The Court of First Instance in Luxembourg said the European Commission acted properly in 2004 when it found that Microsoft had abused its near-monopoly position. Microsoft’s bill in fines and penalties could reportedly reach $2.77 billion.
What will this ruling mean to other tech cases? Does this spell trouble ahead for Apple, which dominates online music downloads? What about Intel?
In its summary, the Court reiterated that Microsoft had abused its market power by bundling a digital media player to Windows, and denied competitors information they needed to make their computers compatible with Microsoft’s software. The Court also told Microsoft to obey a March 2004 Commission order to share confidential computer code with competitors.

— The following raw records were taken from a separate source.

//! Property-based invariant tests for the maze engine.
//!
//! Verifies:
//! 1. Every trace ends within the (room, heading) state bound
//! 2. `trapped` is set exactly when there is no exit hole
//! 3. Wall mazes never trap and pair holes up (h -> h2 implies h2 -> h)
//! 4. Building a mapping is pure and tracks the grid it came from
//! 5. A grid compared with itself is a perfect match
//! 6. `next_symbol` cycles back to empty within one alphabet
//! 7. Generated mazes stay inside their difficulty and alphabet

use mouse_maze::consts::HOLE_COUNT;
use mouse_maze::sim::{
    Cell, CellPos, Difficulty, Grid, Hole, MAX_PATH_LEN, MazeType, Verdict, build_mapping,
    compare, generate, has_opposing_arrows, next_symbol, trace,
};
use proptest::prelude::*;
use rand::SeedableRng;
use rand_pcg::Pcg32;

// ── Strategy helpers ──────────────────────────────────────────────────

fn arb_maze_type() -> impl Strategy<Value = MazeType> {
    prop_oneof![Just(MazeType::Walls), Just(MazeType::Arrows)]
}

fn arb_difficulty() -> impl Strategy<Value = Difficulty> {
    prop_oneof![
        Just(Difficulty::Beginner),
        Just(Difficulty::Intermediate),
        Just(Difficulty::Expert),
    ]
}

fn arb_cell(maze_type: MazeType) -> impl Strategy<Value = Cell> {
    let symbols = maze_type.symbol_cycle().to_vec();
    (0..symbols.len()).prop_map(move |i| symbols[i])
}

fn arb_grid_of(maze_type: MazeType) -> impl Strategy<Value = Grid> {
    prop::collection::vec(arb_cell(maze_type), 16).prop_map(|cells| {
        let mut grid = Grid::new();
        for (pos, cell) in CellPos::all().zip(cells) {
            grid.set(pos, cell);
        }
        grid
    })
}

fn arb_grid() -> impl Strategy<Value = Grid> {
    arb_maze_type().prop_flat_map(arb_grid_of)
}

fn arb_hole() -> impl Strategy<Value = Hole> {
    (1u8..=16).prop_map(Hole::new)
}

// ── Properties ────────────────────────────────────────────────────────

proptest! {
    #[test]
    fn trace_terminates_within_state_bound(grid in arb_grid(), hole in arb_hole()) {
        let out = trace(&grid, hole);
        prop_assert!(!out.path.is_empty());
        prop_assert!(out.path.len() <= MAX_PATH_LEN);
    }

    #[test]
    fn trapped_iff_no_exit(grid in arb_grid(), hole in arb_hole()) {
        let out = trace(&grid, hole);
        prop_assert_eq!(out.trapped, out.exit_hole.is_none());
    }

    #[test]
    fn path_starts_at_entry_room(grid in arb_grid(), hole in arb_hole()) {
        let out = trace(&grid, hole);
        prop_assert_eq!(out.path[0], hole.entry().0);
    }

    #[test]
    fn wall_mazes_pair_up_holes(grid in arb_grid_of(MazeType::Walls)) {
        let mapping = build_mapping(&grid);
        for (start, out) in mapping.iter() {
            let exit = out.exit_hole;
            prop_assert!(exit.is_some(), "hole {} trapped in wall maze\n{}", start, grid);
            if let Some(exit) = exit {
                prop_assert_ne!(exit, start);
                prop_assert_eq!(mapping.outcome(exit).exit_hole, Some(start));
            }
        }
    }

    #[test]
    fn wall_reverse_path_is_the_forward_path_backwards(grid in arb_grid_of(MazeType::Walls), hole in arb_hole()) {
        let forward = trace(&grid, hole);
        if let Some(exit) = forward.exit_hole {
            let mut backward = trace(&grid, exit).path;
            backward.reverse();
            prop_assert_eq!(backward, forward.path);
        }
    }

    #[test]
    fn mapping_is_pure(grid in arb_grid(), pos_idx in 0usize..16) {
        let first = build_mapping(&grid);
        prop_assert_eq!(&build_mapping(&grid), &first);

        let mut edited = grid;
        let pos = CellPos::all().nth(pos_idx).unwrap();
        edited.set(pos, next_symbol(edited.get(pos), MazeType::Arrows));
        let edited_mapping = build_mapping(&edited);
        for hole in Hole::all() {
            prop_assert_eq!(edited_mapping.outcome(hole), &trace(&edited, hole));
        }
        prop_assert_eq!(build_mapping(&grid), first);
    }

    #[test]
    fn self_comparison_is_perfect(grid in arb_grid()) {
        let mapping = build_mapping(&grid);
        let cmp = compare(&grid, &mapping, &grid);
        prop_assert_eq!(cmp.match_count, HOLE_COUNT);
        prop_assert_eq!(cmp.verdict(), Verdict::Perfect);
    }

    #[test]
    fn symbol_cycle_returns_to_empty(maze_type in arb_maze_type(), start in 0usize..5) {
        let cycle = maze_type.symbol_cycle();
        let mut cell = cycle[start % cycle.len()];
        let first = cell;
        for _ in 0..cycle.len() {
            cell = next_symbol(cell, maze_type);
            prop_assert!(maze_type.allows(cell));
        }
        prop_assert_eq!(cell, first);
    }

    #[test]
    fn generated_mazes_respect_settings(
        maze_type in arb_maze_type(),
        difficulty in arb_difficulty(),
        seed in any::<u64>(),
    ) {
        let maze = generate(maze_type, difficulty, &mut Pcg32::seed_from_u64(seed));
        prop_assert!(maze.grid.uses_only(maze_type));
        prop_assert!(difficulty.obstacle_range().contains(&maze.grid.obstacle_count()));
        prop_assert!(maze.mapping.has_escape());
        prop_assert_eq!(&maze.mapping, &build_mapping(&maze.grid));
        if maze_type == MazeType::Arrows && difficulty == Difficulty::Beginner {
            prop_assert!(!has_opposing_arrows(&maze.grid));
        }
    }
}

Will this ruling stifle others from innovating? Will companies need to think differently about what features they add to products for certain regions of the world? Intel and Rambus are probably watching the developments from this ruling very carefully. The European Union brought a case against Intel this summer and accused it of using marketing incentives to deter customers form dealing with Advanced Micro Devices. As for Rambus, the European Union is looking into the company’s alleged manipulation of standard-setting bodies to lock in patent royalties. (See this Wall Street Journal article for more details and coverage of the ruling.)
This antitrust ruling will undoubtedly result in many companies deciding to reexamine their business practices for the European market—and other markets around the globe. On the other hand, the ruling could be a positive development for innovative smaller companies.
How the ruling will impact other dominant companies and the way they conduct business around the world is yet to be seen. Do you see this ruling as a good thing for tech companies, and business in general?